A good site can keep the engine running smoothly Specialist firms are at hand to push your website to the top of the search engine pile - and keep it there, writes Miriam Hils-Cosgrove

The saying goes: "If you build it, they will come". Things might be that simple if you are constructing a baseball diamond in the middle of an Iowa cornfield, but if you are launching a web-site into the noise and congestion of cyberspace, attracting visitors is a far more complex undertaking.

With more than 80 per cent of bricks and mortar companies expected to have added their websites to the already substantial numbers of pure-play dot-coms by the end of this year, the world wide web is becoming increasingly jammed with e-commerce sites peddling everything from accordions to zithers.

In the face of intense competition for the attentions of a limited number of online customers, how can aspiring e-entrepreneurs keep their websites from sinking into cyber-oblivion?

At the height of the dotcom hysteria, internet companies threw large sums of cash at traditional forms of advertising such as television and newspaper ads, often with little effect. Even online banner ads on web pages failed to bring the expected returns.

Now, with venture capital running dry, e-businesses are having to find more cost-effective ways of attracting custorners.

According to the market research firm Forrester, 8.1 per cent of UK internet users turn to search engines like Alta Vista and Google or directories such as Yahoo? and MSN.com to help them find what they are looking for on the internet.

These search services provide users with listings of web addresses of interest to them, usually at little or no cost to the website.

But while these services can help bring traffic to a site, few users have the patience to scroll beyond the first two or three pares of search results.

"Everyone is vying for the same top ten positions," says Jim McFarlane, co-founder of Livingston-based firm PetPlanet.co.uk, which sells pet care products online.

"In a very large marketplace like ours, its difficult to achieve a high ranking on the search engines.
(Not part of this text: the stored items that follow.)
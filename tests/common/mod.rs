//! Shared test fixtures for the perk-planner integration tests.
//!
//! Provides `setup_store()` which creates a `DataStore` rooted in a fresh
//! temporary directory, plus sample card constructors.

// Each test binary compiles its own copy of this module and uses a subset
// of the fixtures.
#![allow(dead_code)]

use perk_planner::{CardKind, DataStore, PerkCard, Special};

/// Create a `DataStore` backed by a temporary data directory.
///
/// Returns `(DataStore, tempfile::TempDir)`. The caller must keep the
/// `TempDir` alive for the duration of the test so the data directory is not
/// deleted prematurely.
pub fn setup_store() -> (DataStore, tempfile::TempDir) {
    let tmp_dir = tempfile::tempdir().unwrap();
    let store = DataStore::new(Some(tmp_dir.path().to_path_buf())).unwrap();
    (store, tmp_dir)
}

/// A normal perk card tied to a S.P.E.C.I.A.L. attribute.
pub fn normal_card(name: &str, stars: u8, special: Special) -> PerkCard {
    PerkCard::with_special(name, stars, CardKind::Normal, special)
}

/// A legendary perk card (no attribute affinity).
pub fn legendary_card(name: &str, stars: u8) -> PerkCard {
    PerkCard::new(name, stars, CardKind::Legendary)
}
//! Character build: named rosters of normal and legendary perk cards plus
//! the derived S.P.E.C.I.A.L. point tally.
//!
//! The tally is the build's central invariant: for every letter it equals
//! the summed stars of the normal cards carrying that letter, accumulated at
//! the moment each card is added. Legendary cards and cards without an
//! attribute never touch it. Loading a persisted build replays the card
//! additions rather than trusting the stored tally, so the invariant holds
//! even for hand-edited or stale files.

use serde::{Deserialize, Serialize};
use std::collections::BTreeMap;
use std::fs;
use std::path::Path;

use crate::error::{PlannerError, Result};
use crate::models::card::{PerkCard, Special};

// ---------------------------------------------------------------------------
// Build
// ---------------------------------------------------------------------------

/// A named character build.
///
/// Fields are private so the point tally can only change through
/// [`add_normal_card`](Build::add_normal_card); read access goes through the
/// accessor methods.
#[derive(Debug, Clone, PartialEq, Eq, Serialize, Deserialize)]
pub struct Build {
    name: String,
    normal_cards: Vec<PerkCard>,
    legendary_cards: Vec<PerkCard>,
    #[serde(default)]
    special_points: BTreeMap<Special, u32>,
}

impl Build {
    /// Create an empty build with an all-zero tally.
    pub fn new(name: impl Into<String>) -> Self {
        Self {
            name: name.into(),
            normal_cards: Vec::new(),
            legendary_cards: Vec::new(),
            special_points: Special::ALL.iter().map(|&s| (s, 0)).collect(),
        }
    }

    pub fn name(&self) -> &str {
        &self.name
    }

    /// Normal-tier cards in insertion order. Duplicates allowed.
    pub fn normal_cards(&self) -> &[PerkCard] {
        &self.normal_cards
    }

    /// Legendary-tier cards in insertion order.
    pub fn legendary_cards(&self) -> &[PerkCard] {
        &self.legendary_cards
    }

    /// Accumulated points for one attribute.
    pub fn points(&self, special: Special) -> u32 {
        self.special_points.get(&special).copied().unwrap_or(0)
    }

    /// The full tally, keyed in canonical S.P.E.C.I.A.L. order.
    pub fn special_points(&self) -> &BTreeMap<Special, u32> {
        &self.special_points
    }

    /// Append a normal card; if it carries a S.P.E.C.I.A.L. attribute, add
    /// its stars to that attribute's points.
    pub fn add_normal_card(&mut self, card: PerkCard) {
        if let Some(special) = card.special {
            *self.special_points.entry(special).or_insert(0) += u32::from(card.stars);
        }
        self.normal_cards.push(card);
    }

    /// Append a legendary card. Never affects the point tally.
    pub fn add_legendary_card(&mut self, card: PerkCard) {
        self.legendary_cards.push(card);
    }

    /// Deterministic textual report: build name, each attribute in
    /// S.P.E.C.I.A.L. order with its points and contributing normal cards,
    /// then the legendary roster.
    pub fn summary(&self) -> String {
        let mut out = format!("Build: {}\n\nS.P.E.C.I.A.L. points:", self.name);

        for special in Special::ALL {
            out.push_str(&format!("\n  {}: {}", special, self.points(special)));
            for card in self
                .normal_cards
                .iter()
                .filter(|c| c.special == Some(special))
            {
                out.push_str(&format!("\n    - {} ({}-star)", card.name, card.stars));
            }
        }

        out.push_str("\n\nLegendary perks:");
        if self.legendary_cards.is_empty() {
            out.push_str("\n  (none)");
        } else {
            for card in &self.legendary_cards {
                out.push_str(&format!("\n  - {} ({}-star)", card.name, card.stars));
            }
        }

        out
    }

    /// Write the build to `path` as pretty-printed JSON.
    ///
    /// The snapshot is self-contained: name, both rosters, and the point
    /// tally. Whole-file replace via temp file + rename.
    pub fn save(&self, path: &Path) -> Result<()> {
        let json = serde_json::to_string_pretty(self)?;
        let tmp = path.with_extension("tmp");
        fs::write(&tmp, json)?;
        fs::rename(&tmp, path)?;
        Ok(())
    }

    /// Load a build from `path`, replaying every card addition.
    ///
    /// The persisted `special_points` field is accepted for format
    /// compatibility but discarded: the tally is recomputed from the cards,
    /// so it always matches the roster regardless of what the file claims.
    ///
    /// Returns `NotFound` if the file does not exist.
    pub fn load(path: &Path) -> Result<Build> {
        if !path.exists() {
            return Err(PlannerError::NotFound(format!(
                "no build file at {}",
                path.display()
            )));
        }
        let contents = fs::read_to_string(path)?;
        let snapshot: Build = serde_json::from_str(&contents)?;

        let mut build = Build::new(snapshot.name);
        for card in snapshot.normal_cards {
            build.add_normal_card(card);
        }
        for card in snapshot.legendary_cards {
            build.add_legendary_card(card);
        }
        Ok(build)
    }
}
//! Data directory manager for persisted builds and decks.
//!
//! Owns the directory where build and deck files live and derives filenames
//! deterministically from display names: lowercase, spaces replaced with
//! underscores, suffixed `_build` or `_deck`, with a `.json` extension.
//! One entity per file, whole-file replace on save.

use std::fs;
use std::path::PathBuf;

use crate::config;
use crate::error::Result;
use crate::models::{Build, Deck};

/// Manages the on-disk data directory for builds and decks.
pub struct DataStore {
    /// Directory where build and deck files are stored.
    pub data_dir: PathBuf,
}

impl DataStore {
    /// Create a store rooted at `data_dir`.
    ///
    /// If `data_dir` is `None`, uses the platform-appropriate default data
    /// directory. Creates the directory if it does not exist.
    pub fn new(data_dir: Option<PathBuf>) -> Result<Self> {
        let dir = data_dir.unwrap_or_else(config::default_data_dir);
        fs::create_dir_all(&dir)?;
        Ok(Self { data_dir: dir })
    }

    /// Path where the build named `name` is (or would be) stored.
    pub fn build_path(&self, name: &str) -> PathBuf {
        self.entity_path(name, config::BUILD_SUFFIX)
    }

    /// Path where the deck named `name` is (or would be) stored.
    pub fn deck_path(&self, name: &str) -> PathBuf {
        self.entity_path(name, config::DECK_SUFFIX)
    }

    fn entity_path(&self, name: &str, suffix: &str) -> PathBuf {
        let filename = format!("{}{}.{}", slug(name), suffix, config::FILE_EXT);
        self.data_dir.join(filename)
    }

    /// Save `build` under its own name. Returns the file path written.
    pub fn save_build(&self, build: &Build) -> Result<PathBuf> {
        let path = self.build_path(build.name());
        build.save(&path)?;
        Ok(path)
    }

    /// Load the build named `name`.
    ///
    /// Returns `NotFound` if no such build has been saved.
    pub fn load_build(&self, name: &str) -> Result<Build> {
        Build::load(&self.build_path(name))
    }

    /// Save `deck` under the display name `name`. Returns the file path
    /// written. Decks carry no name of their own, so the caller supplies one.
    pub fn save_deck(&self, name: &str, deck: &Deck) -> Result<PathBuf> {
        let path = self.deck_path(name);
        deck.save(&path)?;
        Ok(path)
    }

    /// Load the deck named `name`.
    ///
    /// Returns `NotFound` if no such deck has been saved.
    pub fn load_deck(&self, name: &str) -> Result<Deck> {
        Deck::load(&self.deck_path(name))
    }

    /// Slugs of all saved builds, sorted. Each entry can be passed back to
    /// [`load_build`](DataStore::load_build).
    pub fn list_builds(&self) -> Result<Vec<String>> {
        self.list_entities(config::BUILD_SUFFIX)
    }

    /// Slugs of all saved decks, sorted.
    pub fn list_decks(&self) -> Result<Vec<String>> {
        self.list_entities(config::DECK_SUFFIX)
    }

    fn list_entities(&self, suffix: &str) -> Result<Vec<String>> {
        let ending = format!("{}.{}", suffix, config::FILE_EXT);
        let mut names = Vec::new();
        for entry in fs::read_dir(&self.data_dir)? {
            let entry = entry?;
            if !entry.file_type()?.is_file() {
                continue;
            }
            let filename = entry.file_name();
            if let Some(name) = filename.to_str().and_then(|f| f.strip_suffix(&ending)) {
                if !name.is_empty() {
                    names.push(name.to_string());
                }
            }
        }
        names.sort();
        Ok(names)
    }
}

impl std::fmt::Display for DataStore {
    fn fmt(&self, f: &mut std::fmt::Formatter<'_>) -> std::fmt::Result {
        write!(f, "DataStore(data_dir={})", self.data_dir.display())
    }
}

/// Derive the filename slug for a display name: lowercase, spaces replaced
/// with underscores.
pub fn slug(name: &str) -> String {
    name.to_lowercase().replace(' ', "_")
}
Increasingly, however, internet entrepreneurs like McFarlane are recognising the need to adopt strategies aimed at attaining higher positions on directories and search engines.

lain Harper, managing director of Stirling-based web consultancy Scotti Internet Marketing, says: "Initially in the industry, there was a lack of emphasis on search engine positioning.

"Websites spent a lot of money on on- and off-line advertising, but surprisingly few were concerned with where they stood in the search engines."

But now, says Harper: "Companies are realising that the cost of customer acquisition through search engine optimisation is far lower than the cost of advertising."

Heather Luscombe, cofounder of Edinburgh-based search engine optimisation firm Bigmouthmedia, agrees with this view.

"Some of our customers had been very disappointed with their off-line marketing because it really hadn't driven many people to their website," she says.

Scotti and Bigmouthmedia are only two examples of a growing number of companies to offer search engine optimisation services - also known as web positioning - to online clients.

The UK web positioning market, now the second largest in Europe after Germany, is expected to be worth £60 million this year.

Firms such as Webposition, NetBooster, Webgravity and Semantic Fishing are all offering to help websites move their way up the search engine listings.

These companies typically charge clients for an analysis of their websites, followed by the creation and implementation of a strategy aimed at improving search results, and a monthly maintenance fee thereafter. Prices vary according to the number of search services targeted.

"Our cost per click is really low - by the end of six months it's usually about 3p," says Luscombe. "And those are targeted users, people who have searched for the keyword. It's very, very cost effective."

Individual webmasters can, of course, submit their sites to the search engines themselves.


But they are often unaware of hidden problems in their websites that can prevent them from getting the listing position they want.

"Search engine positioning is in no way rocket science," Harper admits.


"But it is a specialist task - you've got to assimilate a huge amount of information to do it properly."

One of the main jobs of these firms is to help clients in their selection of key search terms and meta-tags (HTML key words and sentences) that alert the search engine to the content of the site.

Bigmouthmedia client Golfbidder.co.uk's primary key words are, for example, "used golf clubs", while Clickmusic.co.uk seeks to achieve the highest possible listing under "music".

Yet identifying the right key words and meta-tags is not as simple as it sounds.

By tracking the activities of search engines on test sites, Luscombe says, Bigmouthmedia has been able to work out how each of the search engines prefers the words - in what order, number of characters, number of spaces etc. We have a very tight recipe for how meta-tags are created.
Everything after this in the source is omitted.